Nada Mahmoud Youssef sourit beaucoup, mais ses yeux restent inquiets. La septuagénaire a toujours habité le village de Qusra. Cette petite localité du nord de la Cisjordanie, proche de Naplouse, compte environ 5 300 habitants. La région est réputée pour ses terres arables. Les terrains, souvent escarpés, y ont vu des générations de bergers faire paître leurs chèvres et leurs moutons. Mais depuis la fin des années 1990, le paysage de Qusra et des villages alentour a beaucoup changé. Aujourd’hui, côté poulailler comme côté salon, les fenêtres de Nada donnent sur des colonies israéliennes où 4 000 habitations « sauvages » ont été légalisées la semaine dernière.
Violence omniprésente
La ferme de Nada, à l’extrémité sud de Qusra, fait face à l’une de ces implantations israéliennes. Esh Kodesh a été fondée en 2000. Aujourd’hui, plus d’une centaine de personnes y vivent. Nada se souvient : « Quand la première caravane d’Esh Kodesh est arrivée, on savait déjà que c’était mauvais signe, mais on ne pouvait rien faire, puisqu’étant agriculteurs, nous ne pouvions pas quitter nos terres ! » La vie est devenue compliquée : l’accès aux terres est limité par l’armée israélienne et la violence est omniprésente.
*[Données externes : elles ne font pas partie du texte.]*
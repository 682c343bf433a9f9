//! HTTP error classification.
//!
//! [`ApiError`] is the single place where a failure becomes a response:
//! client-caused errors are answered with a `fail` envelope and their own
//! status code, everything else with a generic `error` envelope and 500.

use axum::{
    extract::rejection::JsonRejection,
    http::StatusCode,
    response::{IntoResponse, Response},
    Json,
};
use jotter_core::defaults::MSG_INTERNAL_FAILURE;
use tracing::error;

use crate::envelope::Envelope;

#[derive(Debug)]
pub enum ApiError {
    BadRequest(String),
    NotFound(String),
    MethodNotAllowed(String),
    PayloadTooLarge(String),
    Internal(jotter_core::Error),
}

impl From<jotter_core::Error> for ApiError {
    fn from(err: jotter_core::Error) -> Self {
        match err {
            jotter_core::Error::Validation(msg) => ApiError::BadRequest(msg),
            jotter_core::Error::NotFound(msg) => ApiError::NotFound(msg),
            other => ApiError::Internal(other),
        }
    }
}

impl From<JsonRejection> for ApiError {
    fn from(rejection: JsonRejection) -> Self {
        if rejection.status() == StatusCode::PAYLOAD_TOO_LARGE {
            ApiError::PayloadTooLarge(rejection.body_text())
        } else {
            ApiError::BadRequest(rejection.body_text())
        }
    }
}

impl IntoResponse for ApiError {
    fn into_response(self) -> Response {
        let (status, body) = match self {
            ApiError::BadRequest(msg) => (StatusCode::BAD_REQUEST, Envelope::fail(msg)),
            ApiError::NotFound(msg) => (StatusCode::NOT_FOUND, Envelope::fail(msg)),
            ApiError::MethodNotAllowed(msg) => {
                (StatusCode::METHOD_NOT_ALLOWED, Envelope::fail(msg))
            }
            ApiError::PayloadTooLarge(msg) => {
                (StatusCode::PAYLOAD_TOO_LARGE, Envelope::fail(msg))
            }
            ApiError::Internal(err) => {
                error!(subsystem = "api", error = %err, "Request failed with internal error");
                (
                    StatusCode::INTERNAL_SERVER_ERROR,
                    Envelope::error(MSG_INTERNAL_FAILURE),
                )
            }
        };

        (status, Json(body)).into_response()
    }
}
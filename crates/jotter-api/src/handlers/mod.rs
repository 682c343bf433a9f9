//! HTTP handlers for jotter-api.

pub mod fallback;
pub mod health;
pub mod notes;
//! Storage abstraction for the note collection.
//!
//! A store performs raw lookups and mutations only. It never generates
//! identifiers or timestamps and never checks uniqueness; that is the job of
//! [`crate::NoteService`], the only caller of the mutating operations.
//!
//! Absence is reported as `Ok(None)`; `Err` is reserved for backend failures.

use async_trait::async_trait;

use crate::error::Result;
use crate::models::{Note, NoteFields};

/// Holds the current collection of notes in insertion order.
///
/// Implementations must make each mutating call exclusive so that concurrent
/// requests cannot interleave within one operation.
#[async_trait]
pub trait NoteStore: Send + Sync {
    /// Add a fully-formed note at the end of the collection.
    async fn append(&self, note: Note) -> Result<()>;

    /// Snapshot of every note in insertion order.
    async fn list(&self) -> Result<Vec<Note>>;

    /// Find a note by identifier.
    async fn find_by_id(&self, id: &str) -> Result<Option<Note>>;

    /// Overwrite title, body, tags and updated_at of the matching note.
    ///
    /// Returns the note as stored after the write.
    async fn replace_by_id(&self, id: &str, fields: NoteFields) -> Result<Option<Note>>;

    /// Delete the matching note, returning it.
    async fn remove_by_id(&self, id: &str) -> Result<Option<Note>>;
}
Les colons, dont certains cultivent la vigne sur des terres appartenant à des propriétaires palestiniens, ont harcelé la ferme des dizaines de fois. À plusieurs reprises, ils ont jeté des bombes lacrymogènes sur la maison et la fumée a contaminé le lait qui venait d’être collecté. Plus grave encore, son mari a été agressé physiquement plusieurs fois.
Toute la famille craint qu’un des petits-enfants ne soit attaqué sur la route en venant voir leurs grandsparents. Nada a même quitté la maison pendant quelques semaines à l’été 2015, après l’incendie par des colons d’une maison de Duma, un village voisin, causant la mort d’un couple et de son bébé. « Je n’ai pas peur de mourir, mais pas brûlée vive ! » , s’écrie-t-elle. Avant de revenir, elle a obtenu de son mari qu’il fixe une autre rangée de pics aux entrées de la maison. Première Urgence internationale, une ONG de défense des victimes de conflit à travers le monde, suit la ferme des Mahmoud Youssef. En 2011, elle a construit un muret pour la protéger de ce type d’attaques. « On se sent moins vulnérable, mais au bout du compte, on finira par devoir partir, conclut Nada. Qui sait ? Demain peut-être ! »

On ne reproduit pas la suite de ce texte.